Task description: For each line in the data below that holds "logging", return a copy.

Saved entries
---*---

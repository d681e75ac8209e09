use serde::Serialize;

use ajaxlab_core::RecordId;

/// User as served by the first chapter.
///
/// `secret` is serialized on purpose: this is the "before DTOs" example of
/// leaking an internal field to the client.
#[derive(Debug, Clone, PartialEq, Eq, Serialize)]
pub struct DemoUser {
    pub id: RecordId,
    pub name: String,
    pub skills: Vec<String>,
    pub secret: String,
}

impl DemoUser {
    fn new(id: u64, name: &str, skills: &[&str], secret: &str) -> Self {
        Self {
            id: RecordId::new(id),
            name: name.to_string(),
            skills: skills.iter().map(|s| s.to_string()).collect(),
            secret: secret.to_string(),
        }
    }
}

pub fn demo_users() -> Vec<DemoUser> {
    vec![
        DemoUser::new(1, "Alice", &["Java", "Spring Boot"], "I love coding"),
        DemoUser::new(2, "Bob", &["HTML", "CSS"], "I hate bugs"),
    ]
}

#[cfg(test)]
mod tests {
    use super::*;

    #[test]
    fn secret_is_exposed_in_json() {
        let json = serde_json::to_value(demo_users()).unwrap();
        assert_eq!(json[0]["secret"], "I love coding");
        assert_eq!(json[1]["skills"][1], "CSS");
    }
}
//! Tracing/logging initialization.

use tracing_subscriber::EnvFilter;

/// Output format of the fmt subscriber.
#[derive(Debug, Copy, Clone, PartialEq, Eq, Default)]
pub enum LogFormat {
    /// One JSON object per line.
    #[default]
    Json,
    /// Human-readable lines, for local runs.
    Pretty,
}

impl LogFormat {
    /// Read `AJAXLAB_LOG_FORMAT` (`json` | `pretty`); anything else means JSON.
    pub fn from_env() -> Self {
        Self::parse(std::env::var("AJAXLAB_LOG_FORMAT").ok().as_deref())
    }

    pub fn parse(value: Option<&str>) -> Self {
        match value.map(str::trim) {
            Some(v) if v.eq_ignore_ascii_case("pretty") => Self::Pretty,
            _ => Self::Json,
        }
    }
}

/// Initialize tracing/logging for the process, filtered by `RUST_LOG`
/// (default `info`).
///
/// Safe to call multiple times (subsequent calls are no-ops).
pub fn init(format: LogFormat) {
    let filter = EnvFilter::try_from_default_env()
        .unwrap_or_else(|_| EnvFilter::new("info"));

    let builder = tracing_subscriber::fmt()
        .with_env_filter(filter)
        .with_timer(tracing_subscriber::fmt::time::SystemTime)
        .with_target(false);

    let _ = match format {
        LogFormat::Json => builder.json().try_init(),
        LogFormat::Pretty => builder.try_init(),
    };
}

#[cfg(test)]
mod tests {
    use super::*;

    #[test]
    fn parses_format() {
        assert_eq!(LogFormat::parse(Some("pretty")), LogFormat::Pretty);
        assert_eq!(LogFormat::parse(Some(" PRETTY ")), LogFormat::Pretty);
        assert_eq!(LogFormat::parse(Some("json")), LogFormat::Json);
        assert_eq!(LogFormat::parse(Some("xml")), LogFormat::Json);
        assert_eq!(LogFormat::parse(None), LogFormat::Json);
    }

    #[test]
    fn init_twice_is_harmless() {
        init(LogFormat::Json);
        init(LogFormat::Pretty);
    }
}
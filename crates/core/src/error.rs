//! Domain error model.

use thiserror::Error;

/// Result type used across the domain layer.
pub type DomainResult<T> = Result<T, DomainError>;

/// Domain-level error.
///
/// Every variant maps to exactly one transport status at the API edge, so
/// handlers never have to guess how a failure should surface.
#[derive(Debug, Error, Clone, PartialEq, Eq)]
pub enum DomainError {
    /// A requested record does not exist.
    #[error("not found")]
    NotFound,

    /// The caller passed an explicitly illegal argument (e.g. a missing id).
    #[error("invalid argument: {0}")]
    InvalidArgument(String),

    /// A value failed validation (e.g. unknown sort field).
    #[error("validation failed: {0}")]
    Validation(String),

    /// The operation requires an authenticated identity.
    #[error("authentication required")]
    Unauthenticated,

    /// Credentials presented at login did not match.
    #[error("authentication failed")]
    AuthenticationFailed,
}

impl DomainError {
    pub fn invalid_argument(msg: impl Into<String>) -> Self {
        Self::InvalidArgument(msg.into())
    }

    pub fn validation(msg: impl Into<String>) -> Self {
        Self::Validation(msg.into())
    }
}
//! Read-only demo data served by the introductory chapters.
//!
//! Nothing here is ever mutated; every call builds a fresh copy.

pub mod board;
pub mod profiles;
pub mod users;

pub use board::{BoardTodo, TodoBoard};
pub use profiles::{DeveloperProfile, Experience, developer_profiles};
pub use users::{DemoUser, demo_users};
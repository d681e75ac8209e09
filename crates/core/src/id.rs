//! Store-assigned record identifiers.

use core::str::FromStr;
use serde::{Deserialize, Serialize};

use crate::error::DomainError;

/// Identifier of a stored record.
///
/// Ids are handed out by a store from 1 upward and never reused within that
/// store's lifetime.
#[derive(Debug, Copy, Clone, PartialEq, Eq, PartialOrd, Ord, Hash, Serialize, Deserialize)]
#[serde(transparent)]
pub struct RecordId(u64);

impl RecordId {
    /// Placeholder carried by records that have not been stored yet.
    pub const UNASSIGNED: RecordId = RecordId(0);

    pub const fn new(raw: u64) -> Self {
        Self(raw)
    }

    pub const fn get(self) -> u64 {
        self.0
    }
}

impl core::fmt::Display for RecordId {
    fn fmt(&self, f: &mut core::fmt::Formatter<'_>) -> core::fmt::Result {
        core::fmt::Display::fmt(&self.0, f)
    }
}

impl FromStr for RecordId {
    type Err = DomainError;

    fn from_str(s: &str) -> Result<Self, Self::Err> {
        let raw = s
            .trim()
            .parse::<u64>()
            .map_err(|e| DomainError::invalid_argument(format!("RecordId: {e}")))?;
        Ok(Self(raw))
    }
}

#[cfg(test)]
mod tests {
    use super::*;

    #[test]
    fn parses_and_displays() {
        let id: RecordId = "42".parse().unwrap();
        assert_eq!(id.get(), 42);
        assert_eq!(id.to_string(), "42");
    }

    #[test]
    fn rejects_garbage() {
        let err = "abc".parse::<RecordId>().unwrap_err();
        assert!(matches!(err, DomainError::InvalidArgument(_)));
    }

    #[test]
    fn unassigned_is_zero() {
        assert_eq!(RecordId::UNASSIGNED.get(), 0);
    }
}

---*---

Exercise output:
//! Tracing/logging initialization.
/// Initialize tracing/logging for the process, filtered by `RUST_LOG`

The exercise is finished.